=== Try it ===
Your answer must consist solely of the lines from the start of the entries below through the line with "from parameter files.", unchanged.

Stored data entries
━━━━━━━━━━━━━━━━
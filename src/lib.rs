//! # ocean-column
//!
//! Per-column vertical kernels for a layered ocean model.
//!
//! This crate provides two independent column operations and the pieces
//! they are built from:
//! - Adaptive vertical coordinate (neutral density curvature, implicit
//!   interface diffusion, minimum thickness floor)
//! - Banded shortwave absorption (in-place heating, TKE sink, bottom
//!   redistribution, penetrating flux profile)
//! - Seawater equation of state behind a derivative trait
//! - Tridiagonal (Thomas) solver
//! - Horizontal driver over a masked `nx × ny` field of columns
//!
//! Interface positions are measured positive downward from the surface.
//! Thicknesses are in the model's thickness unit `H`.

pub mod equations;
pub mod grid;
pub mod numerics;
pub mod shortwave;
pub mod types;
pub mod vertical;

// Re-export main types for convenience
pub use equations::{DensityDerivatives, EquationOfState, LinearEquationOfState};
pub use grid::{ColumnGrid, ShortwaveColumn, absorb_all_columns, regrid_all};
#[cfg(feature = "parallel")]
pub use grid::{absorb_all_columns_parallel, regrid_all_parallel};
pub use numerics::{TridiagonalSystem, solve_tridiagonal};
pub use shortwave::{
    AbsorbInputs, AbsorbOutcome, AbsorbPolicy, AbsorbState, AbsorbStep, Optics, PenetratingFlux,
    ShortwaveConfig, ShortwaveError, absorb_remaining, integrate_penetrating_flux,
};
pub use types::{ColumnId, ColumnProfile, Direction, LateralNeighbors};
pub use vertical::{AdaptControl, AdaptError, AdaptParams, AdaptParamsUpdate};
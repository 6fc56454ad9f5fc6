//! Shortwave absorber configuration.
//!
//! Plain struct with defaults and chained setters; nothing here is read
//! from parameter files.

use crate::equations::{G, RHO_0};

/// Default minimum thickness that receives heating [H]: two Ångström plus
/// a subroundoff thickness.
pub const DEFAULT_MIN_HEATING_THICKNESS: f64 = 2.0e-10;

/// Default heating rate below which remaining radiation is absorbed
/// outright [K H s⁻¹]. About 0.08 K·m per century.
pub const DEFAULT_FLUX_ABSORB: f64 = 2.5e-11;

/// Default thickness over which a minimal flux is absorbed [H].
pub const DEFAULT_ABSORB_MIN_THICKNESS: f64 = 1.0;

/// Optical depth above which the exact upward-redistribution fraction is used.
pub const SWA_TAYLOR_THRESHOLD: f64 = 1e-5;

/// Optical depth above which the exact TKE integral is used.
pub const TKE_TAYLOR_THRESHOLD: f64 = 1e-2;

/// Configuration of the shortwave absorber.
#[derive(Clone, Debug, PartialEq)]
pub struct ShortwaveConfig {
    /// Layers no thicker than this are not heated; layers between one and two
    /// times this thickness are heated with a linear taper [H].
    pub min_heating_thickness: f64,
    /// Remaining heating rate that is absorbed in place rather than carried
    /// further down [K H s⁻¹].
    pub flux_absorb: f64,
    /// Thickness over which that minimal flux is absorbed [H].
    pub absorb_min_thickness: f64,
    /// Conversion from heat × ∂SV/∂T × thickness to TKE (g·(H→mass)²).
    pub tke_conversion: f64,
}

impl Default for ShortwaveConfig {
    fn default() -> Self {
        Self {
            min_heating_thickness: DEFAULT_MIN_HEATING_THICKNESS,
            flux_absorb: DEFAULT_FLUX_ABSORB,
            absorb_min_thickness: DEFAULT_ABSORB_MIN_THICKNESS,
            tke_conversion: G * RHO_0 * RHO_0,
        }
    }
}

impl ShortwaveConfig {
    /// Set the minimum heating thickness.
    pub fn with_min_heating_thickness(mut self, h_min: f64) -> Self {
        self.min_heating_thickness = h_min.max(0.0);
        self
    }

    /// Set the small-flux absorption rate.
    pub fn with_flux_absorb(mut self, flux_absorb: f64) -> Self {
        self.flux_absorb = flux_absorb;
        self
    }

    /// Set the small-flux absorption thickness.
    pub fn with_absorb_min_thickness(mut self, thickness: f64) -> Self {
        self.absorb_min_thickness = thickness;
        self
    }

    /// Set the TKE conversion factor.
    pub fn with_tke_conversion(mut self, factor: f64) -> Self {
        self.tke_conversion = factor;
        self
    }

    /// Inverse of the absorption thickness [H⁻¹].
    #[inline]
    pub fn absorb_inverse_length(&self) -> f64 {
        if self.absorb_min_thickness > 0.0 {
            1.0 / self.absorb_min_thickness
        } else {
            f64::INFINITY
        }
    }

    /// Heating weight of a layer of thickness `h`.
    ///
    /// 0 at or below the minimum heating thickness, 1 at or above twice it,
    /// `2 − 2·h_min/h` in between. `h × weight` is the layer's contribution
    /// to the heated thickness.
    #[inline]
    pub fn heating_weight(&self, h: f64) -> f64 {
        let h_min = self.min_heating_thickness;
        if h >= 2.0 * h_min {
            1.0
        } else if h > h_min {
            2.0 - 2.0 * h_min / h
        } else {
            0.0
        }
    }
}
━━━━━━━━━━━━━━━━
=== Result of the task ===
filename src/lib.rs
//! # ocean-column
//!
//! Per-column vertical kernels for a layered ocean model.
//!
//! This crate provides two independent column operations and the pieces
//! they are built from:
//! - Adaptive vertical coordinate (neutral density curvature, implicit
//!   interface diffusion, minimum thickness floor)
//! - Banded shortwave absorption (in-place heating, TKE sink, bottom
//!   redistribution, penetrating flux profile)
//! - Seawater equation of state behind a derivative trait
//! - Tridiagonal (Thomas) solver
//! - Horizontal driver over a masked `nx × ny` field of columns
//!
//! Interface positions are measured positive downward from the surface.
//! Thicknesses are in the model's thickness unit `H`.

pub mod equations;
pub mod grid;
pub mod numerics;
pub mod shortwave;
pub mod types;
pub mod vertical;

// Re-export main types for convenience
pub use equations::{DensityDerivatives, EquationOfState, LinearEquationOfState};
pub use grid::{ColumnGrid, ShortwaveColumn, absorb_all_columns, regrid_all};
#[cfg(feature = "parallel")]
pub use grid::{absorb_all_columns_parallel, regrid_all_parallel};
pub use numerics::{TridiagonalSystem, solve_tridiagonal};
pub use shortwave::{
    AbsorbInputs, AbsorbOutcome, AbsorbPolicy, AbsorbState, AbsorbStep, Optics, PenetratingFlux,
    ShortwaveConfig, ShortwaveError, absorb_remaining, integrate_penetrating_flux,
};
pub use types::{ColumnId, ColumnProfile, Direction, LateralNeighbors};
pub use vertical::{AdaptControl, AdaptError, AdaptParams, AdaptParamsUpdate};
repository 6fc56454ad9f5fc6
//! Shortwave absorber configuration.
//!
//! Plain struct with defaults and chained setters; nothing here is read
//! from parameter files.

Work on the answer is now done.